For the records that follow, say how many lines have the word "coeff" in them. Write the number and nothing more.
● ● ● ●
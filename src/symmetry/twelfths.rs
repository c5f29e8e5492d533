//! Fixed-point rational arithmetic in twelfths of a cell edge, and its textual forms.
//!
//! Every lattice translation that can occur in a crystallographic space group is a multiple
//! of $`1/12`$, so translations are carried as (integral) numbers of twelfths while a group is
//! being generated.

use fraction::GenericFraction;
use nalgebra::Matrix4;

#[cfg(test)]
#[path = "twelfths_tests.rs"]
mod twelfths_tests;

type F = GenericFraction<u32>;

/// Wraps a translation given in twelfths into the centred interval $`(-6, 6]`$ if required.
///
/// # Arguments
///
/// * `n12ths` - The translation in twelfths.
/// * `do_normalise` - If `false`, `n12ths` is returned unchanged.
pub fn normalise_twelfths(n12ths: f64, do_normalise: bool) -> f64 {
    let mut value = n12ths;
    if do_normalise {
        while value > 6.0 {
            value -= 12.0;
        }
        while value <= -6.0 {
            value += 12.0;
        }
    }
    value
}

/// Wraps a translation given in twelfths into $`[0, 12)`$.
pub fn wrap_twelfths(n12ths: f64) -> f64 {
    (n12ths.round() as i64).rem_euclid(12) as f64
}

/// Formats a number of twelfths as a reduced fraction, *e.g.* `1/4`, `-5/12`, `3/2` or `2`.
pub fn twelfths_of(n12ths: f64) -> String {
    let i12ths = n12ths.round() as i64;
    let sign = if i12ths < 0 { "-" } else { "" };
    let magnitude = u32::try_from(i12ths.unsigned_abs()).unwrap_or(u32::MAX);
    let frac = F::new(magnitude, 12u32);
    match (frac.numer(), frac.denom()) {
        (Some(&0), _) => "0".to_string(),
        (Some(numer), Some(&1)) => format!("{sign}{numer}"),
        (Some(numer), Some(denom)) => format!("{sign}{numer}/{denom}"),
        _ => "0".to_string(),
    }
}

/// Formats the constant part of one row of an operator string.
///
/// # Arguments
///
/// * `n12ths` - The translation in twelfths.
/// * `all_positive` - If `true`, negative translations are shifted up by whole cells.
/// * `half_or_less` - If `true` (and `all_positive` is `false`), translations beyond half a
/// cell are shifted down by one cell.
///
/// # Returns
///
/// An empty string for a zero translation, otherwise the signed fraction.
pub fn xyz_fraction(n12ths: f64, all_positive: bool, half_or_less: bool) -> String {
    let mut value = n12ths.round();
    if all_positive {
        while value < 0.0 {
            value += 12.0;
        }
    } else if half_or_less && value > 6.0 {
        value -= 12.0;
    }
    let s = twelfths_of(value);
    if s.starts_with('0') {
        String::new()
    } else if value > 0.0 {
        format!("+{s}")
    } else {
        s
    }
}

/// Formats an affine matrix as an operator string such as `-x,y+1/2,-z`.
///
/// # Arguments
///
/// * `mat` - The affine matrix.
/// * `is_12ths` - Whether the translation column of `mat` is in twelfths or in cell fractions.
/// * `all_positive` - See [`xyz_fraction`].
/// * `half_or_less` - See [`xyz_fraction`].
pub fn xyz_from_matrix(
    mat: &Matrix4<f64>,
    is_12ths: bool,
    all_positive: bool,
    half_or_less: bool,
) -> String {
    (0..3)
        .map(|i| {
            let mut term = String::new();
            for (j, letter) in ['x', 'y', 'z'].iter().enumerate() {
                let coeff = mat[(i, j)];
                if coeff != 0.0 {
                    term.push(if coeff < 0.0 { '-' } else { '+' });
                    term.push(*letter);
                }
            }
            let t = if is_12ths {
                mat[(i, 3)]
            } else {
                mat[(i, 3)] * 12.0
            };
            term += &xyz_fraction(t, all_positive, half_or_less);
            term.strip_prefix('+').map(str::to_string).unwrap_or(term)
        })
        .collect::<Vec<_>>()
        .join(",")
}

/// Formats a Seitz matrix whose translation column is in twelfths, one brace-delimited,
/// tab-separated row per line.
pub fn dump_seitz(mat: &Matrix4<f64>) -> String {
    seitz_rows(mat, 0.0)
}

/// Formats a Seitz matrix like [`dump_seitz`], but with the translations shifted by one whole
/// cell so that they sort uniformly. Used to build canonical keys for whole groups.
pub fn dump_canonical_seitz(mat: &Matrix4<f64>) -> String {
    seitz_rows(mat, 12.0)
}

fn seitz_rows(mat: &Matrix4<f64>, shift: f64) -> String {
    let mut s = String::new();
    for i in 0..3 {
        s += &format!(
            "{{\t{}\t{}\t{}\t{}\t}}\n",
            mat[(i, 0)].round() as i64,
            mat[(i, 1)].round() as i64,
            mat[(i, 2)].round() as i64,
            twelfths_of(mat[(i, 3)] + shift),
        );
    }
    s += "{\t0\t0\t0\t1\t}\n";
    s
}

/// Formats a fractional coordinate in thirds or twelfths, *e.g.* `1/3`, `-1/4` or `1`.
///
/// # Arguments
///
/// * `x` - A fractional coordinate. It is rounded to the nearest 1/24 first.
pub fn fractional_coordinate(x: f64) -> String {
    let x24 = crate::auxiliary::misc::approx(x.abs() * 24.0) as i64;
    let sign = if x < 0.0 { "-" } else { "" };
    if x24 % 8 != 0 {
        let s = twelfths_of((x24 >> 1) as f64);
        format!("{sign}{s}")
    } else if x24 == 0 {
        "0".to_string()
    } else if x24 == 24 {
        format!("{sign}1")
    } else {
        format!("{sign}{}/3", x24 / 8)
    }
}

/// Formats a fractional point as three space-separated coordinates using
/// [`fractional_coordinate`].
pub fn fcoord(p: &[f64; 3]) -> String {
    p.iter()
        .map(|x| fractional_coordinate(*x))
        .collect::<Vec<_>>()
        .join(" ")
}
● ● ● ●
Response to this exercise: 3